• What is expected: The answer should consist of all the records, copied exactly.

(Saved entries)
►

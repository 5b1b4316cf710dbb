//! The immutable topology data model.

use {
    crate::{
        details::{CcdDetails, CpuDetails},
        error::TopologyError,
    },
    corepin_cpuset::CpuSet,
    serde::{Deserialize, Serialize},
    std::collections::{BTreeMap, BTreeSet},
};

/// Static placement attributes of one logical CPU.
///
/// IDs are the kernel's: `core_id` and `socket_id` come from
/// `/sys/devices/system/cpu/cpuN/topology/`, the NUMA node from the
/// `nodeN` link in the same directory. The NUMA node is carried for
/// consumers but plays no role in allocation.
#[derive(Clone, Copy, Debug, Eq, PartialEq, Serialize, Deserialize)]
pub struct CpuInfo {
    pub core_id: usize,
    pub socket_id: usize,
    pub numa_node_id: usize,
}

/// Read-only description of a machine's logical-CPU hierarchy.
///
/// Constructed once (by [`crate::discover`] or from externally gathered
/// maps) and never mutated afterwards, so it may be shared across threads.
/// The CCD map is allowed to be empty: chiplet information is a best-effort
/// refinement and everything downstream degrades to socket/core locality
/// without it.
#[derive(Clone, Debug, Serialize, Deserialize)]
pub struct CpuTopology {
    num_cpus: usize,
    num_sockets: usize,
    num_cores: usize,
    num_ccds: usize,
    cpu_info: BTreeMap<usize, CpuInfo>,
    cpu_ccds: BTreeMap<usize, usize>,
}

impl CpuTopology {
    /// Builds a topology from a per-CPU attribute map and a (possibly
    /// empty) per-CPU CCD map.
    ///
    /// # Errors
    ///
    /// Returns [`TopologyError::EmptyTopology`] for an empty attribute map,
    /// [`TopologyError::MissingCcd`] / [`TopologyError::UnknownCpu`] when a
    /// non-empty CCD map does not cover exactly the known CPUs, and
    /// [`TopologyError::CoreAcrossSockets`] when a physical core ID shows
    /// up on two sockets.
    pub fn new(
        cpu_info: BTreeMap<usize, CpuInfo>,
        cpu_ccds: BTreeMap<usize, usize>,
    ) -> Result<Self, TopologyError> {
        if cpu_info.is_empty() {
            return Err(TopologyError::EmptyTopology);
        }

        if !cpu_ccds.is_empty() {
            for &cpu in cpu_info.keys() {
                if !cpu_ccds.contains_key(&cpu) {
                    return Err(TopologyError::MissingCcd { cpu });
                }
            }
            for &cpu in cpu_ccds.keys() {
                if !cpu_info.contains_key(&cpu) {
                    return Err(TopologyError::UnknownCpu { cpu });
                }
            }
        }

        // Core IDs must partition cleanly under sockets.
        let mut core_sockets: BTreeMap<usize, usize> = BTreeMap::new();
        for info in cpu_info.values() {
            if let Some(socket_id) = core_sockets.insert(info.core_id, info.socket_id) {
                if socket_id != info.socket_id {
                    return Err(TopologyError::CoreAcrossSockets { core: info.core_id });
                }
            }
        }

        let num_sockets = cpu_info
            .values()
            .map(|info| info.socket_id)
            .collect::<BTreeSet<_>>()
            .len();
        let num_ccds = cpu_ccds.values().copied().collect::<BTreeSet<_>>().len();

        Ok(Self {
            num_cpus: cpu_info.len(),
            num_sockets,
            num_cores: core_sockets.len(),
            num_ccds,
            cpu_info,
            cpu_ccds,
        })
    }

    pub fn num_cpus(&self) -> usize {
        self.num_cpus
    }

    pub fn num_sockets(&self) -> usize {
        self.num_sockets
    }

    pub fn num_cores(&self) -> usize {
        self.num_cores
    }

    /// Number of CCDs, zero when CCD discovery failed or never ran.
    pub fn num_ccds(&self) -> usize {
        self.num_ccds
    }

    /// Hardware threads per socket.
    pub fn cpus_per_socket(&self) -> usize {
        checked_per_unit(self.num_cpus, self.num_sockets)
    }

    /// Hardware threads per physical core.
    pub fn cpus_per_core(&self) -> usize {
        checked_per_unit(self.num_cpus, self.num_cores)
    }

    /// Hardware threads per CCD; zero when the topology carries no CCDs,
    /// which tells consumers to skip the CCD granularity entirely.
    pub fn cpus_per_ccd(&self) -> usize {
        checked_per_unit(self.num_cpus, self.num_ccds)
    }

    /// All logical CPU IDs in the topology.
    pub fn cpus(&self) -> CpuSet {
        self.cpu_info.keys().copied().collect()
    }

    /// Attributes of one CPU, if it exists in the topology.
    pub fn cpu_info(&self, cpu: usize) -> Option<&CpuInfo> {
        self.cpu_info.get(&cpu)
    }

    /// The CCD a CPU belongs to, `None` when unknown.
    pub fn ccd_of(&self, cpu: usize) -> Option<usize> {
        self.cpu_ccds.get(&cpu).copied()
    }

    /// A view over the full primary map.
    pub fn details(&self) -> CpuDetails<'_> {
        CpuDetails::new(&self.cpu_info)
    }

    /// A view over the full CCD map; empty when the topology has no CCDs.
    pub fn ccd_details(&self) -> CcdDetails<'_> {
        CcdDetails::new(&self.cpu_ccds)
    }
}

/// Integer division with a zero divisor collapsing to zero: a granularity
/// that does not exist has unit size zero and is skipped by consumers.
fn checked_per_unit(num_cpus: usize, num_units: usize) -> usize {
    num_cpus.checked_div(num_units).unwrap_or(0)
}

◄

• Task solution:
repository 5b1b4316cf710dbb
//! The immutable topology data model.

use {
    crate::{
        details::{CcdDetails, CpuDetails},
        error::TopologyError,
    },
    corepin_cpuset::CpuSet,
    serde::{Deserialize, Serialize},
    std::collections::{BTreeMap, BTreeSet},
};

/// Static placement attributes of one logical CPU.
///
/// IDs are the kernel's: `core_id` and `socket_id` come from
/// `/sys/devices/system/cpu/cpuN/topology/`, the NUMA node from the
/// `nodeN` link in the same directory. The NUMA node is carried for
/// consumers but plays no role in allocation.
#[derive(Clone, Copy, Debug, Eq, PartialEq, Serialize, Deserialize)]
pub struct CpuInfo {
    pub core_id: usize,
    pub socket_id: usize,
    pub numa_node_id: usize,
}

/// Read-only description of a machine's logical-CPU hierarchy.
///
/// Constructed once (by [`crate::discover`] or from externally gathered
/// maps) and never mutated afterwards, so it may be shared across threads.
/// The CCD map is allowed to be empty: chiplet information is a best-effort
/// refinement and everything downstream degrades to socket/core locality
/// without it.
#[derive(Clone, Debug, Serialize, Deserialize)]
pub struct CpuTopology {
    num_cpus: usize,
    num_sockets: usize,
    num_cores: usize,
    num_ccds: usize,
    cpu_info: BTreeMap<usize, CpuInfo>,
    cpu_ccds: BTreeMap<usize, usize>,
}

impl CpuTopology {
    /// Builds a topology from a per-CPU attribute map and a (possibly
    /// empty) per-CPU CCD map.
    ///
    /// # Errors
    ///
    /// Returns [`TopologyError::EmptyTopology`] for an empty attribute map,
    /// [`TopologyError::MissingCcd`] / [`TopologyError::UnknownCpu`] when a
    /// non-empty CCD map does not cover exactly the known CPUs, and
    /// [`TopologyError::CoreAcrossSockets`] when a physical core ID shows
    /// up on two sockets.
    pub fn new(
        cpu_info: BTreeMap<usize, CpuInfo>,
        cpu_ccds: BTreeMap<usize, usize>,
    ) -> Result<Self, TopologyError> {
        if cpu_info.is_empty() {
            return Err(TopologyError::EmptyTopology);
        }

        if !cpu_ccds.is_empty() {
            for &cpu in cpu_info.keys() {
                if !cpu_ccds.contains_key(&cpu) {
                    return Err(TopologyError::MissingCcd { cpu });
                }
            }
            for &cpu in cpu_ccds.keys() {
                if !cpu_info.contains_key(&cpu) {
                    return Err(TopologyError::UnknownCpu { cpu });
                }
            }
        }

        // Core IDs must partition cleanly under sockets.
        let mut core_sockets: BTreeMap<usize, usize> = BTreeMap::new();
        for info in cpu_info.values() {
            if let Some(socket_id) = core_sockets.insert(info.core_id, info.socket_id) {
                if socket_id != info.socket_id {
                    return Err(TopologyError::CoreAcrossSockets { core: info.core_id });
                }
            }
        }

        let num_sockets = cpu_info
            .values()
            .map(|info| info.socket_id)
            .collect::<BTreeSet<_>>()
            .len();
        let num_ccds = cpu_ccds.values().copied().collect::<BTreeSet<_>>().len();

        Ok(Self {
            num_cpus: cpu_info.len(),
            num_sockets,
            num_cores: core_sockets.len(),
            num_ccds,
            cpu_info,
            cpu_ccds,
        })
    }

    pub fn num_cpus(&self) -> usize {
        self.num_cpus
    }

    pub fn num_sockets(&self) -> usize {
        self.num_sockets
    }

    pub fn num_cores(&self) -> usize {
        self.num_cores
    }

    /// Number of CCDs, zero when CCD discovery failed or never ran.
    pub fn num_ccds(&self) -> usize {
        self.num_ccds
    }

    /// Hardware threads per socket.
    pub fn cpus_per_socket(&self) -> usize {
        checked_per_unit(self.num_cpus, self.num_sockets)
    }

    /// Hardware threads per physical core.
    pub fn cpus_per_core(&self) -> usize {
        checked_per_unit(self.num_cpus, self.num_cores)
    }

    /// Hardware threads per CCD; zero when the topology carries no CCDs,
    /// which tells consumers to skip the CCD granularity entirely.
    pub fn cpus_per_ccd(&self) -> usize {
        checked_per_unit(self.num_cpus, self.num_ccds)
    }

    /// All logical CPU IDs in the topology.
    pub fn cpus(&self) -> CpuSet {
        self.cpu_info.keys().copied().collect()
    }

    /// Attributes of one CPU, if it exists in the topology.
    pub fn cpu_info(&self, cpu: usize) -> Option<&CpuInfo> {
        self.cpu_info.get(&cpu)
    }

    /// The CCD a CPU belongs to, `None` when unknown.
    pub fn ccd_of(&self, cpu: usize) -> Option<usize> {
        self.cpu_ccds.get(&cpu).copied()
    }

    /// A view over the full primary map.
    pub fn details(&self) -> CpuDetails<'_> {
        CpuDetails::new(&self.cpu_info)
    }

    /// A view over the full CCD map; empty when the topology has no CCDs.
    pub fn ccd_details(&self) -> CcdDetails<'_> {
        CcdDetails::new(&self.cpu_ccds)
    }
}

/// Integer division with a zero divisor collapsing to zero: a granularity
/// that does not exist has unit size zero and is skipped by consumers.
fn checked_per_unit(num_cpus: usize, num_units: usize) -> usize {
    num_cpus.checked_div(num_units).unwrap_or(0)
}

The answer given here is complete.